__Problem__:
Exactly as they appear, reproduce the lines from the one holding "self.store.commit_schedule(&result.schedule_data)?;" through the last line of the material below.

┌──

//! Dependency-edit and recompute workflow on top of a [`TaskStore`].
//!
//! The planner is the caller the engine expects: it reads one snapshot, runs
//! the engine, and commits the whole schedule in one batch. Prospective edges
//! are validated before they are written, and every graph mutation made
//! through the planner drops the cached schedule. Writes made directly on the
//! store are caught by the revision check in [`ScheduleCache`].

use chrono::NaiveDateTime;
use std::time::Instant;
use thiserror::Error;

use crate::config::{CacheConfig, EngineConfig};
use crate::critical_path::ScheduleCache;
use crate::engine::{calculate_critical_path, validate_new_dependency};
use crate::error::EngineError;
use crate::models::{CriticalPathResult, EdgeValidation, TaskId};
use crate::store::{StoreError, TaskStore};
use crate::{log_passes, log_summary};

#[derive(Error, Debug)]
pub enum PlannerError {
    #[error(transparent)]
    Engine(#[from] EngineError),
    #[error(transparent)]
    Store(#[from] StoreError),
}

pub struct Planner<S: TaskStore> {
    store: S,
    config: EngineConfig,
    epoch: NaiveDateTime,
    cache: ScheduleCache,
}

impl<S: TaskStore> Planner<S> {
    pub fn new(
        store: S,
        config: EngineConfig,
        cache_config: &CacheConfig,
        epoch: NaiveDateTime,
    ) -> Self {
        Self {
            store,
            config,
            epoch,
            cache: ScheduleCache::new(cache_config),
        }
    }

    pub fn store(&self) -> &S {
        &self.store
    }

    pub fn store_mut(&mut self) -> &mut S {
        &mut self.store
    }

    /// Move the schedule epoch. Cached results used the old epoch and are dropped.
    pub fn set_epoch(&mut self, epoch: NaiveDateTime) {
        self.epoch = epoch;
        self.cache.invalidate();
    }

    /// Add a dependency edge if it keeps the graph acyclic.
    ///
    /// A rejected edge is reported as [`EdgeValidation::Cycle`] and nothing is written.
    pub fn add_dependency(
        &mut self,
        task: TaskId,
        depends_on: TaskId,
    ) -> Result<EdgeValidation, PlannerError> {
        let tasks = self.store.load_tasks()?;
        let validation = validate_new_dependency(&tasks, task, depends_on, &self.config)?;
        if !validation.is_ok() {
            return Ok(validation);
        }

        self.store.create_dependency(task, depends_on)?;
        self.cache.invalidate();
        log_passes!(self.config.verbosity, "[planner] added edge {} -> {}", task, depends_on);
        Ok(validation)
    }

    /// Remove a dependency edge, returning whether it existed.
    pub fn remove_dependency(
        &mut self,
        task: TaskId,
        depends_on: TaskId,
    ) -> Result<bool, PlannerError> {
        let removed = self.store.delete_dependency(task, depends_on)?;
        if removed {
            self.cache.invalidate();
            log_passes!(self.config.verbosity, "[planner] removed edge {} -> {}", task, depends_on);
        }
        Ok(removed)
    }

    /// Current schedule, served from the cache while fresh.
    pub fn schedule(&mut self, now: Instant) -> Result<&CriticalPathResult, PlannerError> {
        let revision = self.store.revision();
        let verbosity = self.config.verbosity;
        let store = &self.store;
        let config = &self.config;
        let epoch = self.epoch;

        self.cache.get_or_compute(revision, now, || -> Result<_, PlannerError> {
            log_passes!(verbosity, "[planner] cache miss at revision {}", revision);
            let tasks = store.load_tasks()?;
            Ok(calculate_critical_path(&tasks, epoch, config)?)
        })
    }

    /// Compute a fresh schedule and, if valid, commit every entry in one batch.
    ///
    /// Invalid results are returned without writing anything.
    pub fn recompute_and_commit(
        &mut self,
        now: Instant,
    ) -> Result<CriticalPathResult, PlannerError> {
        let revision = self.store.revision();
        let tasks = self.store.load_tasks()?;
        let result = calculate_critical_path(&tasks, self.epoch, &self.config)?;

        if result.is_valid {
            self.store.commit_schedule(&result.schedule_data)?;
            log_summary!(
                self.config.verbosity,
                "[planner] committed {} entries at revision {}",
                result.schedule_data.len(),
                revision
            );
        }
        self.cache.insert(revision, now, result.clone());
        Ok(result)
    }
}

└──

__Response area__:
            self.store.commit_schedule(&result.schedule_data)?;
            log_summary!(
                self.config.verbosity,
                "[planner] committed {} entries at revision {}",
                result.schedule_data.len(),
                revision
            );
        }
        self.cache.insert(revision, now, result.clone());
        Ok(result)
    }
}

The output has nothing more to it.